I’m expecting her to shriek, scream, flail, or possibly press some hidden panic button on the dashboard control panel.

  Instead, she whips her head back and forth between me and Brohn, smiles with uninhibited delight, and plants an open hand on her chest. “It’s me!” she squeals. “Zephora!”

  “Zephora,” Brohn repeats through a puzzled frown that I’m sure matches my own.

  “Yes! Of course!” I exclaim, reaching across Zephora to give Brohn’s thigh a punch that makes him say, “Ouch,” even though his muscles are techno-genetically enhanced and his skin is practically indestructible. “Our students told us about you. You’re part of the Army of the Unsettled.”

  Sad-eyed, Zephora tells us all the drivers are from the Army of the Unsettled. “What’s left of us, anyway. We’re the ones the Devoted didn’t kill.”

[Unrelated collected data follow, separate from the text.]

// Keyguard — Top-level error types
//
// Aggregates errors from the store, enclave, platform, config and dispatch
// modules into a single error enum for the application boundary.

use thiserror::Error;

/// Top-level error type for all Keyguard operations.
#[derive(Debug, Error)]
pub enum KeyguardError {
    #[error("Store error: {0}")]
    Store(#[from] crate::store::StoreError),

    #[error("Enclave error: {0}")]
    Enclave(#[from] crate::enclave::EnclaveError),

    #[error("Keychain error: {0}")]
    Keychain(#[from] crate::platform::KeychainError),

    #[error("Config error: {0}")]
    Config(#[from] crate::config::ConfigError),

    #[error("Dispatch error: {0}")]
    Dispatch(#[from] crate::dispatch::DispatchError),

    #[error("IO error: {0}")]
    Io(#[from] std::io::Error),

    #[error("{0}")]
    Other(String),
}

pub type Result<T> = std::result::Result<T, KeyguardError>;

  From outside the truck, the pylon’s eye pings open and starts flashing yellow. “Um, do you need to be driving this thing?”

  “Only if you don’t want the pylon out there to sound an alarm and bring in Devoted guards to kill us.”

  “Let’s switch.”

  Laughing, Zephora lets me slide past her, and she takes the wheel with me and Brohn now sitting next each other on the passenger side.

  As the behemoth of a rig trundles along, Zephora tells us about the shipping stations, explaining how this is just one of dozens of them around the perimeter of the walled city.

  “Most of them are like this,” she explains. “We bring supplies in from outside, and we ferry garbage from the inside out.”

  “Can you get us inside?”

  “Maybe we could hide in the cab?” Brohn suggests.

  Zephora shakes her head. “They scan the cabs each time we pass through the gates. They’d detect your heat signature.”

  “You can control your heat signature,” Brohn reminds me.

  “But you can’t,” I remind him back.

  I point back to the rig’s now-empty hopper. “What about in there?”